Unfinished War
- Correspondent
- Dec 31, 2025
- 3 min read
America’s strikes on Islamic State militants reveal a country fracturing anew under the weight of history, sectarian fear and geopolitical neglect.

A year after the fall of Bashar al-Assad and half a decade after the Islamic State lost its caliphate, American forces are still hunting jihadists across Syria. The killing or capture of roughly 25 ISIL operatives over the past few days, that was triggered by the deaths of two American soldiers and a civilian interpreter, was presented as a counterterrorism effort. It was also an admission that Syria remains too broken to be left alone.
That reality is awkward for Washington. The American military presence, now about 1,000 troops, was meant to shrink as attention shifted elsewhere. Instead, it persists because the conditions that allowed ISIL to flourish have not disappeared.
The Islamic State’s caliphate was territorially crushed by 2019. Yet its survival, in skeletal but lethal form, speaks to a deeper failure of Syria’s inability to knit itself back together after 14 years of civil war. ISIL thrives not because it is strong, but because the state around it is weak, divided and contested. America’s continuing presence, now roughly 1,000 troops, down from double that at the height of the campaign, exists less to defeat the group than to prevent its reconstitution amid chaos.
That chaos is no longer confined to Syria’s eastern badlands. Along the Mediterranean coast, in Latakia and Tartous, sectarian tensions have returned with a vengeance. Protests by members of the Alawite minority, triggered by the bombing of an Alawite mosque in Homs, reflect a growing fear that the community which once monopolised power is now dangerously exposed. The attack, claimed by an obscure Sunni extremist group, echoed earlier atrocities, including a suicide bombing of a Damascus church. Syria’s minorities, once sheltered cynically by Assad’s police state, now face the perils of freedom without guarantees.
Calls by Alawite figures abroad for federalism and communal self-determination may sound abstract, but they tap into a raw historical memory. The modern Syrian state was stitched together by French colonial administrators who bundled sects and regions into an artificial whole. Assad’s regime held it together through fear, patronage and repression. Its collapse did not resolve Syria’s contradictions; it merely exposed them.
The interim government that replaced Assad has inherited a poisoned chalice. It must contend simultaneously with jihadist remnants, Kurdish militias wary of central authority, Israeli incursions in the south, and now sectarian unrest along the coast. Sporadic clashes between government forces and the Kurdish-led Syrian Democratic Forces underline the fragility of the post-Assad settlement.
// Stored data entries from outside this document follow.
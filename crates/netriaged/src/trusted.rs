//! Trusted show-command catalog.
//!
//! YAML shape is `vendor -> platform -> tech -> [commands]`:
//!
//! ```yaml
//! cisco:
//!   iosxr:
//!     bgp: ["show bgp summary", "show bgp ipv4 unicast"]
//!     bfd: ["show bfd session"]
//! ```
//!
//! The first command of a tech bucket is its starter, used when a symptom
//! names the tech. A built-in catalog covers IOS-XR and IOS spellings.

use anyhow::{Context, Result};
use netriage_common::commands::{is_read_only, normalize_command};
use netriage_common::Platform;
use std::collections::BTreeMap;
use std::path::Path;
use tracing::{info, warn};

type Tree = BTreeMap<String, BTreeMap<String, BTreeMap<String, Vec<String>>>>;

/// Words in operator text that point at a tech bucket. Hits score +2.
const TECH_ALIASES: &[(&str, &[&str])] = &[
    ("bgp", &["neighbor", "peer", "prefix"]),
    ("bfd", &["flap", "flapping", "detection"]),
    ("mpls", &["lsp", "label", "ldp"]),
    ("srv6", &["locator", "sid"]),
    ("interfaces", &["interface", "link", "port"]),
    ("platform", &["version", "uptime", "reload"]),
];

const BUILTIN: &[(&str, &str, &[&str])] = &[
    ("iosxr", "bgp", &["show bgp summary", "show bgp ipv4 unicast"]),
    ("iosxr", "bfd", &["show bfd session", "show bfd session detail"]),
    ("iosxr", "mpls", &["show mpls forwarding"]),
    (
        "iosxr",
        "srv6",
        &["show segment-routing srv6 locator", "show isis segment-routing srv6 locators"],
    ),
    ("iosxr", "interfaces", &["show ipv4 interface brief"]),
    ("iosxr", "platform", &["show version"]),
    ("iosxe", "bgp", &["show ip bgp summary", "show ip bgp"]),
    ("iosxe", "bfd", &["show bfd neighbors"]),
    ("iosxe", "mpls", &["show mpls forwarding-table"]),
    ("iosxe", "interfaces", &["show ip interface brief"]),
    ("iosxe", "platform", &["show version"]),
];

#[derive(Debug, Clone, PartialEq, Eq)]
pub struct TrustedCommand {
    pub vendor: String,
    pub platform: String,
    pub tech: String,
    pub command: String,
}

#[derive(Debug, Clone)]
pub struct TrustedCatalog {
    entries: Vec<TrustedCommand>,
}

impl Default for TrustedCatalog {
    fn default() -> Self {
        Self::builtin()
    }
}

impl TrustedCatalog {
    pub fn builtin() -> Self {
        let entries = BUILTIN
            .iter()
            .flat_map(|(platform, tech, cmds)| {
                cmds.iter().map(move |cmd| TrustedCommand {
                    vendor: "cisco".to_string(),
                    platform: platform.to_string(),
                    tech: tech.to_string(),
                    command: cmd.to_string(),
                })
            })
            .collect();
        Self { entries }
    }

    /// Load from YAML, or the built-in catalog when no path is configured.
    pub fn load(path: Option<&Path>) -> Result<Self> {
        let Some(path) = path else {
            return Ok(Self::builtin());
        };
        let text = std::fs::read_to_string(path)
            .with_context(|| format!("Failed to read trusted commands {}", path.display()))?;
        let catalog = Self::from_yaml(&text)
            .with_context(|| format!("Failed to parse trusted commands {}", path.display()))?;
        info!(
            "Loaded {} trusted commands from {}",
            catalog.entries.len(),
            path.display()
        );
        Ok(catalog)
    }

    pub fn from_yaml(text: &str) -> Result<Self> {
        let tree: Tree = serde_yaml::from_str(text)?;
        let mut entries = Vec::new();
        for (vendor, platforms) in tree {
            for (platform, techs) in platforms {
                for (tech, cmds) in techs {
                    for cmd in cmds {
                        let cmd = cmd.trim().to_string();
                        if cmd.is_empty() {
                            continue;
                        }
                        if !is_read_only(&cmd) {
                            warn!("Ignoring non-show trusted command: {}", cmd);
                            continue;
                        }
                        entries.push(TrustedCommand {
                            vendor: vendor.trim().to_lowercase(),
                            platform: normalize_platform(&platform),
                            tech: tech.trim().to_lowercase(),
                            command: cmd,
                        });
                    }
                }
            }
        }
        Ok(Self { entries })
    }

    pub fn len(&self) -> usize {
        self.entries.len()
    }

    pub fn is_empty(&self) -> bool {
        self.entries.is_empty()
    }

    fn for_platform(&self, platform: Platform) -> impl Iterator<Item = &TrustedCommand> {
        let key = platform_key(platform);
        self.entries.iter().filter(move |e| e.platform == key)
    }

    /// All commands of one tech bucket, catalog order.
    pub fn commands_for(&self, platform: Platform, tech: &str) -> Vec<String> {
        self.for_platform(platform)
            .filter(|e| e.tech == tech)
            .map(|e| e.command.clone())
            .collect()
    }

    /// First command of a tech bucket.
    pub fn starter(&self, platform: Platform, tech: &str) -> Option<String> {
        self.for_platform(platform)
            .find(|e| e.tech == tech)
            .map(|e| e.command.clone())
    }

    /// Is this exact command (normalized) in the catalog for the platform?
    pub fn is_trusted(&self, platform: Platform, command: &str) -> Option<&str> {
        let wanted = normalize_command(command);
        self.for_platform(platform)
            .find(|e| normalize_command(&e.command) == wanted)
            .map(|e| e.tech.as_str())
    }

    /// Score commands against operator text: +2 per alias hit, +1 when the
    /// tech name itself appears. Nothing scoring falls back to interface and
    /// BGP starters.
    pub fn select_by_text(&self, text: &str, platform: Platform, limit: usize) -> Vec<String> {
        let text = text.to_lowercase();
        let words: Vec<&str> = text
            .split(|c: char| !c.is_alphanumeric() && c != '-')
            .filter(|w| !w.is_empty())
            .collect();

        let mut scored: Vec<(u32, usize, &TrustedCommand)> = Vec::new();
        for (idx, entry) in self.for_platform(platform).enumerate() {
            let mut score = 0;
            if let Some((_, aliases)) = TECH_ALIASES.iter().find(|(t, _)| *t == entry.tech) {
                score += 2 * aliases
                    .iter()
                    .filter(|a| words.iter().any(|w| w.starts_with(*a)))
                    .count() as u32;
            }
            if words.iter().any(|w| *w == entry.tech) {
                score += 1;
            }
            if score > 0 {
                scored.push((score, idx, entry));
            }
        }

        if scored.is_empty() {
            return ["interfaces", "bgp"]
                .iter()
                .filter_map(|tech| self.starter(platform, tech))
                .take(limit)
                .collect();
        }

        // stable: higher score first, catalog order on ties
        scored.sort_by(|a, b| b.0.cmp(&a.0).then(a.1.cmp(&b.1)));
        scored
            .into_iter()
            .take(limit)
            .map(|(_, _, e)| e.command.clone())
            .collect()
    }
}

/// Unknown platforms get IOS-XR spellings.
fn platform_key(platform: Platform) -> &'static str {
    match platform {
        Platform::Unknown => Platform::IosXr.catalog_key(),
        p => p.catalog_key(),
    }
}

fn normalize_platform(p: &str) -> String {
    let p = p.trim().to_lowercase().replace(['_', '-'], "");
    match p.as_str() {
        "iosxe" | "ios" | "iosxenative" => "iosxe".to_string(),
        "iosxr" | "iosxrv" => "iosxr".to_string(),
        _ => p,
    }
}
America, long allied with the SDF, now finds itself balancing counterterrorism cooperation with a desire to normalise relations with Damascus.
That balancing act is complicated further by geopolitics beyond Syria’s borders. Israel has expanded its footprint beyond the Golan Heights, establishing checkpoints and conducting raids that Damascus decries as occupation. Donald Trump, having lifted sanctions on Syria and publicly praised its new president as a “strong guy” while urging Israel to “get along” with its neighbour. Such remarks reflect Washington’s broader fatigue with Middle Eastern entanglements.
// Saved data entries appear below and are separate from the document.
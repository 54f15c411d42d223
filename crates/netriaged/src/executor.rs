//! Device execution abstraction.
//!
//! The dispatcher only sees `DeviceExecutor` and `DeviceSession`:
//!
//! - `SshExecutor` drives the system ssh client, one subprocess per command
//! - `FakeDeviceExecutor` returns scripted output and records call counts
//!   and per-host concurrency for assertions
//!
//! Errors are split in two. `Transport` means the device could not be
//! reached or the session dropped; the dispatcher retries the attempt.
//! `Command` means the device answered but the command failed; it is
//! recorded against that command and the set continues.

use crate::config::CaptureConfig;
use async_trait::async_trait;
use netriage_common::commands::normalize_command;
use netriage_common::Device;
use std::collections::HashMap;
use std::process::Stdio;
use std::sync::{Arc, Mutex};
use std::time::Duration;
use thiserror::Error;
use tokio::process::Command;
use tracing::debug;

#[derive(Error, Debug, Clone, PartialEq, Eq)]
pub enum ExecError {
    #[error("transport failure: {0}")]
    Transport(String),

    #[error("command failed: {0}")]
    Command(String),
}

impl ExecError {
    pub fn is_transport(&self) -> bool {
        matches!(self, ExecError::Transport(_))
    }
}

// ============================================================================
// Executor Traits
// ============================================================================

/// Opens sessions to devices. Stateless per call.
#[async_trait]
pub trait DeviceExecutor: Send + Sync {
    async fn connect(&self, device: &Device) -> Result<Box<dyn DeviceSession>, ExecError>;
}

/// An open device session. Commands run one at a time.
#[async_trait]
pub trait DeviceSession: Send {
    /// Run one command and return its raw text.
    async fn run(&mut self, command: &str) -> Result<String, ExecError>;

    async fn close(&mut self);
}

// ============================================================================
// SSH Executor (Production)
// ============================================================================

pub struct SshExecutor {
    program: String,
    args: Vec<String>,
    transport_exit_codes: Vec<i32>,
}

impl SshExecutor {
    pub fn new(config: &CaptureConfig) -> Self {
        Self {
            program: config.ssh_program.clone(),
            args: config.ssh_args.clone(),
            transport_exit_codes: config.transport_exit_codes.clone(),
        }
    }
}

#[async_trait]
impl DeviceExecutor for SshExecutor {
    async fn connect(&self, device: &Device) -> Result<Box<dyn DeviceSession>, ExecError> {
        let destination = match &device.username {
            Some(user) => format!("{}@{}", user, device.address()),
            None => device.address().to_string(),
        };
        let mut args = self.args.clone();
        if let Some(port) = device.port {
            args.push("-p".to_string());
            args.push(port.to_string());
        }
        Ok(Box::new(SshSession {
            program: self.program.clone(),
            args,
            destination,
            transport_exit_codes: self.transport_exit_codes.clone(),
        }))
    }
}

struct SshSession {
    program: String,
    args: Vec<String>,
    destination: String,
    transport_exit_codes: Vec<i32>,
}

#[async_trait]
impl DeviceSession for SshSession {
    async fn run(&mut self, command: &str) -> Result<String, ExecError> {
        debug!("  ssh {} '{}'", self.destination, command);

        let output = Command::new(&self.program)
            .args(&self.args)
            .arg(&self.destination)
            .arg(command)
            .stdin(Stdio::null())
            .stdout(Stdio::piped())
            .stderr(Stdio::piped())
            .kill_on_drop(true)
            .output()
            .await
            .map_err(|e| ExecError::Transport(format!("failed to spawn {}: {}", self.program, e)))?;

        let stderr = String::from_utf8_lossy(&output.stderr).trim().to_string();
        match output.status.code() {
            Some(0) => Ok(String::from_utf8_lossy(&output.stdout).into_owned()),
            Some(code) if self.transport_exit_codes.contains(&code) => Err(ExecError::Transport(
                format!("{} exited {}: {}", self.program, code, stderr),
            )),
            Some(code) => Err(ExecError::Command(format!("exit {}: {}", code, stderr))),
            None => Err(ExecError::Transport(format!(
                "{} terminated by signal",
                self.program
            ))),
        }
    }

    async fn close(&mut self) {}
}

// ============================================================================
// Fake Device Executor (Testing)
// ============================================================================

/// Scripted reply for one (host, command).
#[derive(Debug, Clone)]
pub enum FakeReply {
    Output(String),
    CommandError(String),
    /// Session drops while running this command
    Drop(String),
    /// Never answers; exercises the per-command timeout
    Hang,
}

#[derive(Default)]
struct Counters {
    connects: HashMap<String, usize>,
    runs: HashMap<String, usize>,
    active: HashMap<String, usize>,
    max_active: HashMap<String, usize>,
    connect_failures: HashMap<String, u32>,
}

/// Fake executor with pre-configured replies.
///
/// ```rust,ignore
/// let fake = FakeDeviceExecutor::new()
///     .with_output("C-ASBR-1", "show bfd session", BFD_TABLE)
///     .fail_connects("B-ASBR-1", 2);
/// ```
#[derive(Clone, Default)]
pub struct FakeDeviceExecutor {
    /// (host, normalized command) -> reply
    replies: Arc<HashMap<(String, String), FakeReply>>,
    delay: Duration,
    counters: Arc<Mutex<Counters>>,
}

impl FakeDeviceExecutor {
    pub fn new() -> Self {
        Self::default()
    }

    fn with_reply(mut self, host: &str, command: &str, reply: FakeReply) -> Self {
        Arc::make_mut(&mut self.replies).insert((host.to_string(), normalize_command(command)), reply);
        self
    }

    pub fn with_output(self, host: &str, command: &str, output: &str) -> Self {
        self.with_reply(host, command, FakeReply::Output(output.to_string()))
    }

    pub fn with_command_error(self, host: &str, command: &str, message: &str) -> Self {
        self.with_reply(host, command, FakeReply::CommandError(message.to_string()))
    }

    pub fn with_session_drop(self, host: &str, command: &str, message: &str) -> Self {
        self.with_reply(host, command, FakeReply::Drop(message.to_string()))
    }

    pub fn with_hang(self, host: &str, command: &str) -> Self {
        self.with_reply(host, command, FakeReply::Hang)
    }

    /// Refuse the next `count` connects to `host`.
    pub fn fail_connects(self, host: &str, count: u32) -> Self {
        if let Ok(mut c) = self.counters.lock() {
            c.connect_failures.insert(host.to_string(), count);
        }
        self
    }

    /// Sleep this long inside every command.
    pub fn with_delay(mut self, delay: Duration) -> Self {
        self.delay = delay;
        self
    }

    pub fn connect_count(&self, host: &str) -> usize {
        self.counters
            .lock()
            .map(|c| c.connects.get(host).copied().unwrap_or(0))
            .unwrap_or(0)
    }

    pub fn run_count(&self, host: &str) -> usize {
        self.counters
            .lock()
            .map(|c| c.runs.get(host).copied().unwrap_or(0))
            .unwrap_or(0)
    }

    /// Highest number of sessions open at once to `host`.
    pub fn max_concurrency(&self, host: &str) -> usize {
        self.counters
            .lock()
            .map(|c| c.max_active.get(host).copied().unwrap_or(0))
            .unwrap_or(0)
    }
}

#[async_trait]
impl DeviceExecutor for FakeDeviceExecutor {
    async fn connect(&self, device: &Device) -> Result<Box<dyn DeviceSession>, ExecError> {
        let host = device.name.clone();
        {
            let mut c = self
                .counters
                .lock()
                .map_err(|_| ExecError::Transport("fake counters poisoned".to_string()))?;
            *c.connects.entry(host.clone()).or_insert(0) += 1;

            if let Some(left) = c.connect_failures.get_mut(&host) {
                if *left > 0 {
                    *left -= 1;
                    return Err(ExecError::Transport(format!("connection to {} refused", host)));
                }
            }

            let active = c.active.entry(host.clone()).or_insert(0);
            *active += 1;
            let now = *active;
            let max = c.max_active.entry(host.clone()).or_insert(0);
            *max = (*max).max(now);
        }

        Ok(Box::new(FakeSession {
            host,
            replies: Arc::clone(&self.replies),
            delay: self.delay,
            counters: Arc::clone(&self.counters),
        }))
    }
}

struct FakeSession {
    host: String,
    replies: Arc<HashMap<(String, String), FakeReply>>,
    delay: Duration,
    counters: Arc<Mutex<Counters>>,
}

#[async_trait]
impl DeviceSession for FakeSession {
    async fn run(&mut self, command: &str) -> Result<String, ExecError> {
        if let Ok(mut c) = self.counters.lock() {
            *c.runs.entry(self.host.clone()).or_insert(0) += 1;
        }
        if !self.delay.is_zero() {
            tokio::time::sleep(self.delay).await;
        }

        let key = (self.host.clone(), normalize_command(command));
        match self.replies.get(&key) {
            Some(FakeReply::Output(text)) => Ok(text.clone()),
            Some(FakeReply::CommandError(msg)) => Err(ExecError::Command(msg.clone())),
            Some(FakeReply::Drop(msg)) => Err(ExecError::Transport(msg.clone())),
            Some(FakeReply::Hang) => {
                tokio::time::sleep(Duration::from_secs(3600)).await;
                Err(ExecError::Command("hang released".to_string()))
            }
            None => Ok(String::new()),
        }
    }

    async fn close(&mut self) {}
}

impl Drop for FakeSession {
    fn drop(&mut self) {
        if let Ok(mut c) = self.counters.lock() {
            if let Some(active) = c.active.get_mut(&self.host) {
                *active = active.saturating_sub(1);
            }
        }
    }
}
Indeed, the timing of America’s latest military campaign is telling. It came just as Washington signalled its intention to shift strategic focus away from the Middle East towards the Western Hemisphere. Syria, like Iraq before it, has a way of defying such pivots. The killing of three Americans was a sharp reminder that disengagement does not immunise distant powers from local disorder.
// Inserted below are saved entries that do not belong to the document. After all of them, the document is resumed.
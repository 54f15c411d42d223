//! Raw log persistence - append-only JSONL plus a markdown show log per host.
//!
//! Layout under the scope's artifact directory:
//!
//! ```text
//! captures/<host>.jsonl   one RawLog per line
//! show_logs/<host>.md     the same records rendered for people
//! ```

use crate::catalog::ScopeCatalog;
use anyhow::{Context, Result};
use netriage_common::showlog::{extract_cmd_output, render_header, render_record};
use netriage_common::{Device, RawLog, Scope};
use std::path::{Path, PathBuf};
use tokio::fs::{create_dir_all, OpenOptions};
use tokio::io::AsyncWriteExt;
use tracing::{debug, error};

const CAPTURES_DIR: &str = "captures";
const SHOW_LOGS_DIR: &str = "show_logs";

#[derive(Debug, Clone)]
pub struct RawLogWriter {
    catalog: ScopeCatalog,
}

impl RawLogWriter {
    pub fn new(catalog: ScopeCatalog) -> Self {
        Self { catalog }
    }

    pub fn captures_path(&self, scope: &Scope, host: &str) -> PathBuf {
        self.catalog
            .artifact_dir(scope)
            .join(CAPTURES_DIR)
            .join(format!("{}.jsonl", host))
    }

    pub fn show_log_path(&self, scope: &Scope, host: &str) -> PathBuf {
        self.catalog
            .artifact_dir(scope)
            .join(SHOW_LOGS_DIR)
            .join(format!("{}.md", host))
    }

    /// Persist one record. Failures are logged; capture results stay in
    /// memory either way.
    pub async fn append(&self, device: &Device, raw: &RawLog) {
        if let Err(e) = self.try_append(device, raw).await {
            error!("  Failed to persist raw log {}: {:#}", raw.id, e);
        }
    }

    async fn try_append(&self, device: &Device, raw: &RawLog) -> Result<()> {
        let json = serde_json::to_string(raw)? + "\n";
        append_text(&self.captures_path(&raw.scope, &raw.host), &json, None).await?;

        let header = render_header(&raw.scope, &raw.host, device.address());
        append_text(
            &self.show_log_path(&raw.scope, &raw.host),
            &render_record(raw),
            Some(&header),
        )
        .await?;

        debug!("  Persisted raw log {} ({})", raw.id, raw.command);
        Ok(())
    }

    /// Body of the latest `## <command>` section in the host's show log.
    /// `None` when the log or the section does not exist.
    pub async fn latest_section(
        &self,
        scope: &Scope,
        host: &str,
        command: &str,
    ) -> Result<Option<String>> {
        let path = self.show_log_path(scope, host);
        if !path.exists() {
            return Ok(None);
        }
        let body = tokio::fs::read_to_string(&path)
            .await
            .with_context(|| format!("Failed to read {}", path.display()))?;
        Ok(extract_cmd_output(&body, command))
    }

    /// Read back every record for a host, skipping unreadable lines.
    pub async fn read_all(&self, scope: &Scope, host: &str) -> Result<Vec<RawLog>> {
        let path = self.captures_path(scope, host);
        if !path.exists() {
            return Ok(vec![]);
        }

        let content = tokio::fs::read_to_string(&path)
            .await
            .with_context(|| format!("Failed to read {}", path.display()))?;

        Ok(content
            .lines()
            .filter(|line| !line.is_empty())
            .filter_map(|line| serde_json::from_str(line).ok())
            .collect())
    }
}

/// Append to `path`, writing `header` first when the file is new.
pub(crate) async fn append_text(path: &Path, text: &str, header: Option<&str>) -> Result<()> {
    if let Some(dir) = path.parent() {
        create_dir_all(dir)
            .await
            .with_context(|| format!("Failed to create {}", dir.display()))?;
    }

    let is_new = !path.exists();
    let mut file = OpenOptions::new()
        .create(true)
        .append(true)
        .open(path)
        .await
        .with_context(|| format!("Failed to open {}", path.display()))?;

    if is_new {
        if let Some(header) = header {
            file.write_all(header.as_bytes()).await?;
        }
    }
    file.write_all(text.as_bytes())
        .await
        .with_context(|| format!("Failed to write {}", path.display()))?;
    file.sync_all()
        .await
        .with_context(|| format!("Failed to sync {}", path.display()))?;

    Ok(())
}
The deeper problem is that no external actor has a coherent vision for Syria’s political future. The defeat of ISIL removed a common enemy, not a shared purpose. What followed was a scramble for influence rather than reconstruction. Without inclusive institutions and economic revival, Syria’s interim rulers risk presiding over a hollow peace.
For now, American airstrikes may thin the ranks of ISIL. They will not, however, address the grievances that sustain militancy or the sectarian wounds reopening along Syria’s coast. History suggests that states emerging from long civil wars rarely fail all at once. Syria’s war, it seems, has merely changed its shape.